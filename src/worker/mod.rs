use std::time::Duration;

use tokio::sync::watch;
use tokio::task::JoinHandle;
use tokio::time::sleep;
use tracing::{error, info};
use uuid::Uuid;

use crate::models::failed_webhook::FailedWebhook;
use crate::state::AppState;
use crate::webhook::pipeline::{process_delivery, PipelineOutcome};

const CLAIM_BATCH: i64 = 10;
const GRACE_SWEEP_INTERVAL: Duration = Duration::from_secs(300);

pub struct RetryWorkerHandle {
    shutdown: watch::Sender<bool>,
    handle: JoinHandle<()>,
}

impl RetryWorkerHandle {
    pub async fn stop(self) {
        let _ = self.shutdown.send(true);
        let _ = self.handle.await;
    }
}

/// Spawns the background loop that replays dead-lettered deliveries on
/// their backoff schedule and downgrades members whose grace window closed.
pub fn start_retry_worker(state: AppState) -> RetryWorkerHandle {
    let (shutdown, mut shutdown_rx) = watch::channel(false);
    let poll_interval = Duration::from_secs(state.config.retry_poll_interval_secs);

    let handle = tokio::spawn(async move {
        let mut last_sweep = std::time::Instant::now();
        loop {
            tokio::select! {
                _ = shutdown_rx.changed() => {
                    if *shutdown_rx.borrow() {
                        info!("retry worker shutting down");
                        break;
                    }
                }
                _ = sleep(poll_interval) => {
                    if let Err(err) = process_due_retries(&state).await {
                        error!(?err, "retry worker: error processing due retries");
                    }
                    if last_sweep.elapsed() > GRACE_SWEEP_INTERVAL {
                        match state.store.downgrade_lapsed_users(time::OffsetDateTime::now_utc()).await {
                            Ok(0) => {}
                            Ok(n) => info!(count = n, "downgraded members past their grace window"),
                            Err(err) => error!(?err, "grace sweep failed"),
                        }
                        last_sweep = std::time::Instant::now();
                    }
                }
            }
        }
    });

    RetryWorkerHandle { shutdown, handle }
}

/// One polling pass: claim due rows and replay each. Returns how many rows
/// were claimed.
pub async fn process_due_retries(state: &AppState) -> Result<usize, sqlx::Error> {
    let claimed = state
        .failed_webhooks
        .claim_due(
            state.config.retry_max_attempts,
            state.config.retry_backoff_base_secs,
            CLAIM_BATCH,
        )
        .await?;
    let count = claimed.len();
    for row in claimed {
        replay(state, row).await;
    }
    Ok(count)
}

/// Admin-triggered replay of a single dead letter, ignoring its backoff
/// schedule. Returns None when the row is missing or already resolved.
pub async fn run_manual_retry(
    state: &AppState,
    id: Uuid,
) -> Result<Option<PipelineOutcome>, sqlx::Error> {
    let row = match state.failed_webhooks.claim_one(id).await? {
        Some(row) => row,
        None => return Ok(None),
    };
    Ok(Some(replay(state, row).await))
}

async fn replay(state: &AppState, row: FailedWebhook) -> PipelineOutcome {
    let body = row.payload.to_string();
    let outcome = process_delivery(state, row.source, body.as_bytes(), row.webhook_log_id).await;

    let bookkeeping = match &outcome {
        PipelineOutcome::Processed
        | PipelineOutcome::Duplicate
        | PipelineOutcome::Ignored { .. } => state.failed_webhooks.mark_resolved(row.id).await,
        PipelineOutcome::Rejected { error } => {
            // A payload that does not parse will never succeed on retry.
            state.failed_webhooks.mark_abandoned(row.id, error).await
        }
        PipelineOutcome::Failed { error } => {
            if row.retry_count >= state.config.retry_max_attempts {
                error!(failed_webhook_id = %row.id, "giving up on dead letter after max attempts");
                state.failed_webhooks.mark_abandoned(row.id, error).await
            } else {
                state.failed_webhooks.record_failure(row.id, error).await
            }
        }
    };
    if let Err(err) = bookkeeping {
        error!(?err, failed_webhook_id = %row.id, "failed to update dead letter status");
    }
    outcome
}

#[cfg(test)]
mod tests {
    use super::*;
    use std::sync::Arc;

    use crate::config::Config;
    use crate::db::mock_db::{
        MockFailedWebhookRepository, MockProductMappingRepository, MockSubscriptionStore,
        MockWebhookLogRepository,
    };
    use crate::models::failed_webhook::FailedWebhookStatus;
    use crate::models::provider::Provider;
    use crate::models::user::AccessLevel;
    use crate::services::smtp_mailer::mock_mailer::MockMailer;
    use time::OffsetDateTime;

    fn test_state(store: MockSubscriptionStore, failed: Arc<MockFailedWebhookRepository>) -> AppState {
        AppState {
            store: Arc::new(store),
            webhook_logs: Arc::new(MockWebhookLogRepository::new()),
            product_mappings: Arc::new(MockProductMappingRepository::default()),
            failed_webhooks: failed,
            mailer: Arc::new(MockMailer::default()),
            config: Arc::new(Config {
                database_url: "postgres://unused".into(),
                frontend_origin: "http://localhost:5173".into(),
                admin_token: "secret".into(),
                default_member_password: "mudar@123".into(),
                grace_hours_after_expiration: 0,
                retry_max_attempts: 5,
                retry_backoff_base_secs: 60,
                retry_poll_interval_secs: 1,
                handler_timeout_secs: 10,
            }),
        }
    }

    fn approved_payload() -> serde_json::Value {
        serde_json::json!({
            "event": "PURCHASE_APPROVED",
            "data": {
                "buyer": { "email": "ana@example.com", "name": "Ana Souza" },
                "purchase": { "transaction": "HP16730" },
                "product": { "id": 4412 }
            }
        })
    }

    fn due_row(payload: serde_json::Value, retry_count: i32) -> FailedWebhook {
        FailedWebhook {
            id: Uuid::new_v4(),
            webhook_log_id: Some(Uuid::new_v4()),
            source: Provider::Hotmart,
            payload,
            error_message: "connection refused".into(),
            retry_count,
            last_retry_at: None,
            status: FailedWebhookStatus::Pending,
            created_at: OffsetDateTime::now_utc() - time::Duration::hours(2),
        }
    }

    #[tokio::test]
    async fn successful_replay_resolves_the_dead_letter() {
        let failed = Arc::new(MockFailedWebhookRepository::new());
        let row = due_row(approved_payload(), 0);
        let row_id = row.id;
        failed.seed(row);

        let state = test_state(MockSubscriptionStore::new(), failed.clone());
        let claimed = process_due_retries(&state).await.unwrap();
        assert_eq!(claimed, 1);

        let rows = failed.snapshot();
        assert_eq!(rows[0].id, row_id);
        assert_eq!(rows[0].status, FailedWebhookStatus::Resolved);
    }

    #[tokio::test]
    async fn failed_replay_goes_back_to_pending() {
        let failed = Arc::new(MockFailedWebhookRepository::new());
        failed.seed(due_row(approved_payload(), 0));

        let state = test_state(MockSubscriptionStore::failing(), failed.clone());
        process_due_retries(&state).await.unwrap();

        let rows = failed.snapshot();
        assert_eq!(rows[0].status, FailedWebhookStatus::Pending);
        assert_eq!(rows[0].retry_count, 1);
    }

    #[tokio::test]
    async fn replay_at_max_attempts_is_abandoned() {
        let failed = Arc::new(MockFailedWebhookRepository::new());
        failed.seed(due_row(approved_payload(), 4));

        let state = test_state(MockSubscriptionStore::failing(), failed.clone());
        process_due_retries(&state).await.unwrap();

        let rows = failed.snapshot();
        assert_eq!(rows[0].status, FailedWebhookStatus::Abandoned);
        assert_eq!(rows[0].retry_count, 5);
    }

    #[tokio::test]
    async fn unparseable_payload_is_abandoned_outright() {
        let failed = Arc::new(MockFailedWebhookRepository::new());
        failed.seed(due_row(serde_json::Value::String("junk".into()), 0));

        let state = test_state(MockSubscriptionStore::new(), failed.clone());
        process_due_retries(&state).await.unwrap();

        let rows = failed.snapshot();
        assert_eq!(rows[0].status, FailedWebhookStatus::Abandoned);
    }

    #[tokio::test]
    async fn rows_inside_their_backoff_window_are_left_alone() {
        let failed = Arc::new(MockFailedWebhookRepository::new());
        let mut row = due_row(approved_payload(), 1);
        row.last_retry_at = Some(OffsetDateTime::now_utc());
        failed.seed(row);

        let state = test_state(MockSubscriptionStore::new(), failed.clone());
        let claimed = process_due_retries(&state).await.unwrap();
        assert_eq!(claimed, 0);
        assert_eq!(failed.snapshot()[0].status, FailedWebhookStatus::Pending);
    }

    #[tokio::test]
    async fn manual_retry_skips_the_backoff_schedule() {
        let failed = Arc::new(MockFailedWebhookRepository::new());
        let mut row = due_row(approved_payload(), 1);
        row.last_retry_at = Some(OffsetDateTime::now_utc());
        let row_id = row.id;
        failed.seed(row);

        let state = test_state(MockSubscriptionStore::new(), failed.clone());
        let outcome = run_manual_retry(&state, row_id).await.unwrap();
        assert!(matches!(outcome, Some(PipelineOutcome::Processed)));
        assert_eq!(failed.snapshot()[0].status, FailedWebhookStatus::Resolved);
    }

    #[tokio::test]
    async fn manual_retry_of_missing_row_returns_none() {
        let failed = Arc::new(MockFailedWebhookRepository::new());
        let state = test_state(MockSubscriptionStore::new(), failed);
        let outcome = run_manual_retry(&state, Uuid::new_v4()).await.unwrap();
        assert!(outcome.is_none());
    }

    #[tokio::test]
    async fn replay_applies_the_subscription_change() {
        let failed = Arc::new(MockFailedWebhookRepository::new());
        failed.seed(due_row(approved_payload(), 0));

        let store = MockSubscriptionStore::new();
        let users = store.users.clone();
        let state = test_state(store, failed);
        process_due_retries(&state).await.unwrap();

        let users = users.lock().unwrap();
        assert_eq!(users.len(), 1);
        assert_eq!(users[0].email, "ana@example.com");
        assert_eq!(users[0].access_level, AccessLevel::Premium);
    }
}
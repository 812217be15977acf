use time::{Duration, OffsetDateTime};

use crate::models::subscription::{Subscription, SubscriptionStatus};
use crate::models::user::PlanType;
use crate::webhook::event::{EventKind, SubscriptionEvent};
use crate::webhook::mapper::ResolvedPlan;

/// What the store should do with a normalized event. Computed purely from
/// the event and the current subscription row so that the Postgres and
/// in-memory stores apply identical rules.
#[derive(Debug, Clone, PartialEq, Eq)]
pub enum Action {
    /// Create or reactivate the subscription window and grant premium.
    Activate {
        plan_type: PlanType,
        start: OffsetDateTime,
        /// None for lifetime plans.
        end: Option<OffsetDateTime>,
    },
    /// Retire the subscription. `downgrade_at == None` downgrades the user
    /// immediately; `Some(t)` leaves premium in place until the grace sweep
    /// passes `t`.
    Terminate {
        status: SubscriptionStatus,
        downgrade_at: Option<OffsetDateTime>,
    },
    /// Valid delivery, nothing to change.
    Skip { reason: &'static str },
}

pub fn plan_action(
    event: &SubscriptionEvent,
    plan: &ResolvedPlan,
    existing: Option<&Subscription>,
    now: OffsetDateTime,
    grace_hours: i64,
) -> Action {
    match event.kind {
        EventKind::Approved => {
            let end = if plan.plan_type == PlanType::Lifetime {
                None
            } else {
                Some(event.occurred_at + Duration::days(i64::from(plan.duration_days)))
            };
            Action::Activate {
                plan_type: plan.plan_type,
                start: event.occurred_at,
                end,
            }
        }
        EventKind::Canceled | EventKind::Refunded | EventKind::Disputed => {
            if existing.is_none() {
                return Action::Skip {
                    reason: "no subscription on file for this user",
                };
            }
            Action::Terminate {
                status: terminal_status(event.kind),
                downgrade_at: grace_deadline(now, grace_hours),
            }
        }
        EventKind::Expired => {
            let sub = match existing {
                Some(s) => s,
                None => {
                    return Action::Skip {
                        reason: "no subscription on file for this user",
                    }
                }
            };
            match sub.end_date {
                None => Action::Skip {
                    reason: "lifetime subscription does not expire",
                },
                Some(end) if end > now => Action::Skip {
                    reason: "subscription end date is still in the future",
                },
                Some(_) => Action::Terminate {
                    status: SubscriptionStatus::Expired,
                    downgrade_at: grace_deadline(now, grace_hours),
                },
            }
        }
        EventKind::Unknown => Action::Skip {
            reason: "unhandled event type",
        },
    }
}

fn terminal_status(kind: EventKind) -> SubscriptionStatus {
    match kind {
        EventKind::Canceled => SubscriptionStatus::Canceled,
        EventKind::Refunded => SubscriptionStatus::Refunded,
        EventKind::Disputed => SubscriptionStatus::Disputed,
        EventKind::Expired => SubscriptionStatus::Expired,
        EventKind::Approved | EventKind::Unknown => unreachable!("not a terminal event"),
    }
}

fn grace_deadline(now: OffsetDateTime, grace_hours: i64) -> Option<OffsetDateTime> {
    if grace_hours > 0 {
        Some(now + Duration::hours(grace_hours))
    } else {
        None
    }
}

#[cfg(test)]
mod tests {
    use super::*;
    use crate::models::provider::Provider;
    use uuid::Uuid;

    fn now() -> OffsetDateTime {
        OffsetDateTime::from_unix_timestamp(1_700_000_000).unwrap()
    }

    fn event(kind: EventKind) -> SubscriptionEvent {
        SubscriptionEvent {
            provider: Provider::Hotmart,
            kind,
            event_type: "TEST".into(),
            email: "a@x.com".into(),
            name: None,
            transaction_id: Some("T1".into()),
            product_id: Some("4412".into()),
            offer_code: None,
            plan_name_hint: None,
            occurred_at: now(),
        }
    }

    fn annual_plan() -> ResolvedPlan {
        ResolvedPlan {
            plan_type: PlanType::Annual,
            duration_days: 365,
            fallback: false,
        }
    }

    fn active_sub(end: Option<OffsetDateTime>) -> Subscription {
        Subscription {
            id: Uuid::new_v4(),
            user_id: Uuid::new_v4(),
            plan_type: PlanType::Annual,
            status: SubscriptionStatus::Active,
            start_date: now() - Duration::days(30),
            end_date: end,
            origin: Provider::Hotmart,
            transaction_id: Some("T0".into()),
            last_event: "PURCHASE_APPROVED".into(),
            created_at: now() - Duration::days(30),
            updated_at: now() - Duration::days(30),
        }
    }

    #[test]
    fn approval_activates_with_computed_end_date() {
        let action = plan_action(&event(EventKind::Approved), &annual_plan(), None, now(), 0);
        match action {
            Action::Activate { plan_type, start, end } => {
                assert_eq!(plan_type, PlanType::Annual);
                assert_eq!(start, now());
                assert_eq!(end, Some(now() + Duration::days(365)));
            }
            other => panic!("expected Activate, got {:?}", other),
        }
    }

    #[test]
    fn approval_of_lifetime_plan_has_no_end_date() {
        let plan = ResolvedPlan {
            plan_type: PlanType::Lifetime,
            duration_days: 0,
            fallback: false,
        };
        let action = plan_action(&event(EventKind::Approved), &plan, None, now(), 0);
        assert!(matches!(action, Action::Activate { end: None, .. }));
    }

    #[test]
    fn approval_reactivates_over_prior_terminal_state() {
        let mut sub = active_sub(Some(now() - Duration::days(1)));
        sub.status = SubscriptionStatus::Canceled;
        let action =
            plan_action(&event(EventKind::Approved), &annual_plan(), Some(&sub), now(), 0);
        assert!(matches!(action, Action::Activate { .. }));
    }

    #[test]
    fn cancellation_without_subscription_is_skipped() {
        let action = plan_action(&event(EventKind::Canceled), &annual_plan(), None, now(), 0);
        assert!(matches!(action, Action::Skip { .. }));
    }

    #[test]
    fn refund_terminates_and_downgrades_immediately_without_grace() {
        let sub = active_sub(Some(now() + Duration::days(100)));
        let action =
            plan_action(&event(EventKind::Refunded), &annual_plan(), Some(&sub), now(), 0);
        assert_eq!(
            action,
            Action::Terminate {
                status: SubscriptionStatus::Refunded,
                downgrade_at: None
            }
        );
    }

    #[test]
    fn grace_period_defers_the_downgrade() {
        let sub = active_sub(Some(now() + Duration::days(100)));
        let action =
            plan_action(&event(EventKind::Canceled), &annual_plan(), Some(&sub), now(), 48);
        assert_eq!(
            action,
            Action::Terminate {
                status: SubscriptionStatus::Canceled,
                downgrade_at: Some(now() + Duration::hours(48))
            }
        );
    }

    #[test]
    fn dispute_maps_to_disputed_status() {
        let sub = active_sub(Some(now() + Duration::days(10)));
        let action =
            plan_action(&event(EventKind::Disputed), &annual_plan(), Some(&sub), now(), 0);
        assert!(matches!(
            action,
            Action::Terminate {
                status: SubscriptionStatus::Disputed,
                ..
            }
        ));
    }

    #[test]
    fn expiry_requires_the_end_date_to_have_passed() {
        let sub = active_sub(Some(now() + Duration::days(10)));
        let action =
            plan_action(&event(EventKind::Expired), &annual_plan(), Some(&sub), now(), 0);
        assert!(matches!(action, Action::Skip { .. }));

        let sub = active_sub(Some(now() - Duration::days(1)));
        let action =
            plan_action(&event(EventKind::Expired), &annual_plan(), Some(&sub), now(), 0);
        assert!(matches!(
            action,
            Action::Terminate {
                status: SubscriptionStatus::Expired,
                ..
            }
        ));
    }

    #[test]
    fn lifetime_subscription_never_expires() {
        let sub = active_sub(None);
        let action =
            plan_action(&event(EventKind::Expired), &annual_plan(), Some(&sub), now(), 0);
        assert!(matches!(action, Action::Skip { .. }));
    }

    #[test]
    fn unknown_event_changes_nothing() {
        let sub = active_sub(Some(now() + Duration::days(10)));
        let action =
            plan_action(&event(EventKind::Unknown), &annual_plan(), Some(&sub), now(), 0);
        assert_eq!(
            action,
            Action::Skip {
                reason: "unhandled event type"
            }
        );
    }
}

:: Brief ::
Find every line in the records that uses the string "email", then copy it.

:: Result for this exercise ::
                "buyer": { "email": "ana@example.com", "name": "Ana Souza" },
        assert_eq!(users[0].email, "ana@example.com");
            email: "a@x.com".into(),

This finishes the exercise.